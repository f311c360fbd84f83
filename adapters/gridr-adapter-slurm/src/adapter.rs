//! The SLURM backend: sandboxes, submission, tracking, accounting.

use std::path::{Path, PathBuf};
use std::sync::Arc;

use async_trait::async_trait;
use chrono::Utc;
use rustc_hash::FxHashSet;

use gridr_core::{
    sh_quote, sh_quote_cmdline, AccountingRecord, CommandOutput, Job, LocalTransport, Lrms,
    LrmsError, LrmsLimits, LrmsResult, QueryCache, ResourceConfig, ResourceSnapshot, RunState,
    Transport,
};
use gridr_units::{Duration, Memory};

use crate::parser;
use crate::templates;

/// Configuration of one SLURM cluster.
#[derive(Debug, Clone)]
pub struct SlurmConfig {
    /// Resource name reported to the driver.
    pub name: String,
    /// User whose jobs count as "ours" in occupancy snapshots.
    pub username: String,
    /// `sbatch` invocation as an argv prefix; site options such as
    /// `--partition` or `--account` go here.
    pub sbatch: Vec<String>,
    /// `squeue` command.
    pub squeue: String,
    /// `sacct` command.
    pub sacct: String,
    /// `scancel` command.
    pub scancel: String,
    /// Directory sandboxes are created under. Expanded by the shell on
    /// the frontend, so `$HOME` works; paths with spaces do not.
    pub spooldir: String,
    /// How long a job missing from both the queue and accounting keeps
    /// its last observed state before it is declared unobservable.
    pub accounting_delay: Duration,
    /// Time-to-live for cached queue and accounting queries.
    pub cache_ttl: std::time::Duration,
    /// Declared capacity limits.
    pub limits: LrmsLimits,
}

impl Default for SlurmConfig {
    fn default() -> Self {
        Self {
            name: "slurm".to_string(),
            username: std::env::var("USER").unwrap_or_else(|_| "unknown".to_string()),
            sbatch: vec!["sbatch".to_string()],
            squeue: "squeue".to_string(),
            sacct: "sacct".to_string(),
            scancel: "scancel".to_string(),
            spooldir: "$HOME/.gridr/jobs".to_string(),
            accounting_delay: Duration::seconds(15),
            cache_ttl: std::time::Duration::from_secs(30),
            limits: LrmsLimits {
                max_cores: 1,
                max_cores_per_job: 1,
                max_memory_per_core: Memory::gib(2),
                max_walltime: Duration::hours(8),
                architectures: Vec::new(),
            },
        }
    }
}

impl SlurmConfig {
    /// Build a configuration from a resource entry.
    ///
    /// Typed fields map directly; the adapter-specific passthrough keys
    /// understood here are `sbatch`, `squeue`, `sacct`, `scancel`,
    /// `spooldir`, and `username`.
    pub fn from_resource(config: &ResourceConfig) -> LrmsResult<Self> {
        let mut slurm = SlurmConfig {
            name: config.name.clone(),
            limits: config.limits(),
            ..SlurmConfig::default()
        };
        if let Some(sbatch) = config.extra_str("sbatch") {
            slurm.sbatch = sbatch.split_whitespace().map(str::to_string).collect();
            if slurm.sbatch.is_empty() {
                return Err(LrmsError::Configuration(format!(
                    "resource '{}': 'sbatch' is set but empty",
                    config.name
                )));
            }
        }
        if let Some(squeue) = config.extra_str("squeue") {
            slurm.squeue = squeue.to_string();
        }
        if let Some(sacct) = config.extra_str("sacct") {
            slurm.sacct = sacct.to_string();
        }
        if let Some(scancel) = config.extra_str("scancel") {
            slurm.scancel = scancel.to_string();
        }
        if let Some(spooldir) = config.extra_str("spooldir") {
            slurm.spooldir = spooldir.to_string();
        }
        if let Some(username) = config.extra_str("username") {
            slurm.username = username.to_string();
        }
        if let Some(delay) = config.accounting_delay {
            slurm.accounting_delay = delay;
        }
        if let Some(ttl) = config.cache_ttl {
            slurm.cache_ttl = ttl.as_std();
        }
        Ok(slurm)
    }
}

/// A SLURM cluster reached through a [`Transport`].
pub struct SlurmLrms {
    config: SlurmConfig,
    transport: Arc<dyn Transport>,
    /// Read-only scheduler queries, keyed by the full command line.
    queries: QueryCache<String, CommandOutput>,
    /// Occupancy snapshots keep their observation time across cache hits.
    capacity: QueryCache<(), ResourceSnapshot>,
}

impl SlurmLrms {
    /// Wire a configuration to a transport.
    pub fn new(config: SlurmConfig, transport: Arc<dyn Transport>) -> Self {
        let queries = QueryCache::with_ttl(config.cache_ttl);
        let capacity = QueryCache::with_ttl(config.cache_ttl);
        Self {
            config,
            transport,
            queries,
            capacity,
        }
    }

    /// Build an adapter from a resource configuration entry.
    pub fn from_resource(config: &ResourceConfig) -> LrmsResult<Self> {
        if config.transport != "local" {
            return Err(LrmsError::Configuration(format!(
                "resource '{}': unsupported transport '{}' (only 'local' is available)",
                config.name, config.transport
            )));
        }
        let slurm = SlurmConfig::from_resource(config)?;
        Ok(Self::new(slurm, Arc::new(LocalTransport::new())))
    }

    /// The active configuration.
    pub fn config(&self) -> &SlurmConfig {
        &self.config
    }

    /// Run a read-only query through the cache.
    ///
    /// A transport-level success is an answer worth caching even when the
    /// command exited nonzero; only transport failures are retried.
    async fn query(&self, command: String) -> LrmsResult<CommandOutput> {
        self.queries
            .get_or_refresh(command.clone(), || async {
                self.transport.connect().await?;
                self.transport
                    .execute(&command)
                    .await
                    .map_err(LrmsError::from)
            })
            .await
    }

    fn jobid<'a>(&self, job: &'a Job) -> LrmsResult<&'a str> {
        job.execution
            .lrms_jobid
            .as_deref()
            .ok_or(LrmsError::MissingJobId)
    }

    fn execdir<'a>(&self, job: &'a Job) -> LrmsResult<&'a str> {
        job.execution
            .lrms_execdir
            .as_deref()
            .ok_or(LrmsError::MissingJobId)
    }

    async fn fetch_accounting(&self, jobid: &str) -> LrmsResult<Option<AccountingRecord>> {
        let command = format!(
            "env SLURM_TIME_FORMAT=standard {} --noheader --parsable --format \
             jobid,exitcode,state,ncpus,elapsed,totalcpu,submit,start,end,maxrss,maxvmsize \
             -j {jobid}",
            self.config.sacct
        );
        let output = self.query(command).await?;
        if !output.success() {
            // accounting may be disabled, or still syncing this job; the
            // grace window upstream decides when that becomes an error
            tracing::debug!(
                exit_code = output.exit_code,
                stderr = %output.stderr.trim(),
                "sacct gave no usable answer"
            );
            return Ok(None);
        }
        parser::parse_sacct_output(&output.stdout)
    }

    /// Neither the queue nor accounting knows the job. Keep the last
    /// state for the configured grace window, then declare it lost.
    fn note_unobserved(&self, job: &mut Job) -> LrmsResult<RunState> {
        let now = Utc::now();
        let since = *job.execution.unobserved_since.get_or_insert(now);
        let elapsed = now.signed_duration_since(since).to_std().unwrap_or_default();
        if elapsed < self.config.accounting_delay.as_std() {
            tracing::debug!(job = %job.id, "no scheduler data yet; keeping last state");
            return Ok(job.execution.state());
        }
        job.execution.transition(RunState::Unknown);
        Err(LrmsError::TransientInfoSystem(format!(
            "job {} (SLURM id {}) is in neither the queue nor accounting \
             after {}s; its state cannot be determined",
            job.id,
            job.execution.lrms_jobid.as_deref().unwrap_or("?"),
            elapsed.as_secs()
        )))
    }

    /// `<name>.part` next to the destination, so the rename into place
    /// stays on one filesystem.
    fn staging_path(destination: &Path) -> PathBuf {
        let mut name = destination
            .file_name()
            .map(std::ffi::OsStr::to_os_string)
            .unwrap_or_default();
        name.push(".part");
        destination.with_file_name(name)
    }
}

□ □ □ □ □

*Problem to work on:* Set the lines down exactly, from the first line of the records to the line where "pub struct SlurmConfig" appears, with both ends kept.

*Task result:*
repository f311c360fbd84f83
filename adapters/gridr-adapter-slurm/src/adapter.rs
//! The SLURM backend: sandboxes, submission, tracking, accounting.

use std::path::{Path, PathBuf};
use std::sync::Arc;

use async_trait::async_trait;
use chrono::Utc;
use rustc_hash::FxHashSet;

use gridr_core::{
    sh_quote, sh_quote_cmdline, AccountingRecord, CommandOutput, Job, LocalTransport, Lrms,
    LrmsError, LrmsLimits, LrmsResult, QueryCache, ResourceConfig, ResourceSnapshot, RunState,
    Transport,
};
use gridr_units::{Duration, Memory};

use crate::parser;
use crate::templates;

/// Configuration of one SLURM cluster.
#[derive(Debug, Clone)]
pub struct SlurmConfig {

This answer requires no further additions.